O IBGE divulgou que a taxa de desemprego no Brasil é de 6,8%, a menor desde 2014, o que gerou discussões nas redes sociais sobre a influência do Bolsa Família nesse número. O colunista Nery, em sua coluna, explicou que a taxa considera apenas as pessoas que estão ativamente procurando trabalho, e ser beneficiário do Bolsa Família não muda isso. Ele destacou que a taxa não inclui quem não busca emprego, como estudantes, aposentados e donas de casa, além de pessoas que desistiram de procurar trabalho ou que não querem trabalhar.

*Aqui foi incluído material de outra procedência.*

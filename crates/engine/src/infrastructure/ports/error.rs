//! Error types for port operations.

use std::time::Duration;

/// Failures talking to the playable locations provider.
///
/// Clone is required: one failed fetch is handed to every caller waiting on it.
#[derive(Debug, Clone, thiserror::Error)]
pub enum ProviderError {
    /// Transport-level failure (connect, TLS, body read).
    #[error("Provider request failed: {0}")]
    RequestFailed(String),

    /// Provider answered with a non-success status.
    #[error("Provider returned status {status}: {message}")]
    Status { status: u16, message: String },

    /// Body could not be decoded.
    #[error("Invalid provider response: {0}")]
    InvalidResponse(String),

    #[error("Provider did not answer within {0:?}")]
    Timeout(Duration),
}

impl ProviderError {
    pub fn status(status: u16, message: impl Into<String>) -> Self {
        Self::Status {
            status,
            message: message.into(),
        }
    }

    /// Whether repeating the same request may succeed.
    pub fn is_transient(&self) -> bool {
        match self {
            Self::RequestFailed(_) | Self::InvalidResponse(_) | Self::Timeout(_) => true,
            // Rate limiting and server-side errors; 4xx means the request itself is wrong
            Self::Status { status, .. } => *status == 429 || *status >= 500,
        }
    }
}

#[cfg(test)]
mod tests {
    use super::*;

    #[test]
    fn client_errors_are_not_transient() {
        assert!(!ProviderError::status(400, "bad area filter").is_transient());
        assert!(!ProviderError::status(403, "key rejected").is_transient());
    }

    #[test]
    fn server_errors_and_throttling_are_transient() {
        assert!(ProviderError::status(503, "").is_transient());
        assert!(ProviderError::status(429, "").is_transient());
        assert!(ProviderError::Timeout(Duration::from_secs(1)).is_transient());
    }
}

Portanto, quem recebe o Bolsa Família pode ser contado como desempregado se estiver buscando emprego, mas não é considerado se não estiver procurando.

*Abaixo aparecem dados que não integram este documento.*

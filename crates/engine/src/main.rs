//! Zoinkies Engine - Main entry point.

use std::net::SocketAddr;
use std::sync::Arc;

use tower_http::trace::TraceLayer;
use tracing_subscriber::{layer::SubscriberExt, util::SubscriberInitExt};

use zoinkies_engine::api;
use zoinkies_engine::infrastructure::{
    clock::{SystemClock, SystemRandom},
    playable_locations::PlayableLocationsClient,
    readiness::{Milestone, Readiness},
    resilient_provider::ResilientLocationProvider,
    settings::{load_dotenv_files, AppSettings},
};
use zoinkies_engine::App;

#[tokio::main]
async fn main() -> anyhow::Result<()> {
    // The engine may be started from `crates/engine`, so look in the workspace root.
    let workspace_root = std::path::Path::new(env!("CARGO_MANIFEST_DIR")).join("../..");
    let dotenv_files = load_dotenv_files(&workspace_root);

    // Initialize logging
    tracing_subscriber::registry()
        .with(
            tracing_subscriber::EnvFilter::try_from_default_env()
                .unwrap_or_else(|_| "zoinkies_engine=debug,tower_http=debug".into()),
        )
        .with(tracing_subscriber::fmt::layer())
        .init();

    tracing::info!(?dotenv_files, "Starting Zoinkies Engine");

    let readiness = Arc::new(Readiness::new());
    {
        let readiness = readiness.clone();
        tokio::spawn(async move {
            readiness.wait_ready().await;
            tracing::info!("All startup milestones reached, accepting traffic");
        });
    }

    // Load configuration
    let settings = AppSettings::load()?;
    readiness.mark(Milestone::SettingsLoaded);

    // Create infrastructure clients
    let client = Arc::new(PlayableLocationsClient::new(
        &settings.provider.base_url,
        &settings.provider.api_key,
        settings.request_timeout(),
    )?);
    let retry_config = settings.provider.retry.clone();
    tracing::info!(
        "Location provider configured with retry: max_retries={}, base_delay_ms={}",
        retry_config.max_retries,
        retry_config.base_delay_ms
    );
    let provider = Arc::new(ResilientLocationProvider::new(client, retry_config));
    readiness.mark(Milestone::ProviderConfigured);

    // Create application
    let addr: SocketAddr = settings.server.bind_address().parse()?;
    let app = Arc::new(App::new(
        settings,
        provider,
        Arc::new(SystemClock::new()),
        Arc::new(SystemRandom::new()),
        readiness,
    )?);

    let router = api::routes()
        .with_state(app)
        .layer(TraceLayer::new_for_http());

    // Start server
    tracing::info!("Listening on {}", addr);

    let listener = tokio::net::TcpListener::bind(addr).await?;
    axum::serve(listener, router).await?;

    Ok(())
}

O Instituto Brasileiro de Geografia e Estatística (IBGE) anunciou uma taxa de desemprego de 6,8%, a menor desde 2014. O dado gerou debates nas redes sociais, onde muitos questionam a influência do Bolsa Família na redução do índice.
O colunista Nery, em sua coluna no Estadão, esclarece que a taxa considera apenas aqueles que estão ativamente à procura de trabalho. Ser beneficiário do Bolsa Família não altera a contagem. O critério principal é a busca ativa por emprego.
Nery explica que a taxa de desemprego não inclui pessoas que não estão procurando trabalho, como estudantes, aposentados e donas de casa. Ele também menciona os desalentados, que desistiram de procurar emprego, e aqueles que não desejam trabalhar.
Assim, quem recebe o Bolsa Família pode ser contado como desempregado, desde que esteja buscando emprego. Caso contrário, não é considerado na estatística do IBGE.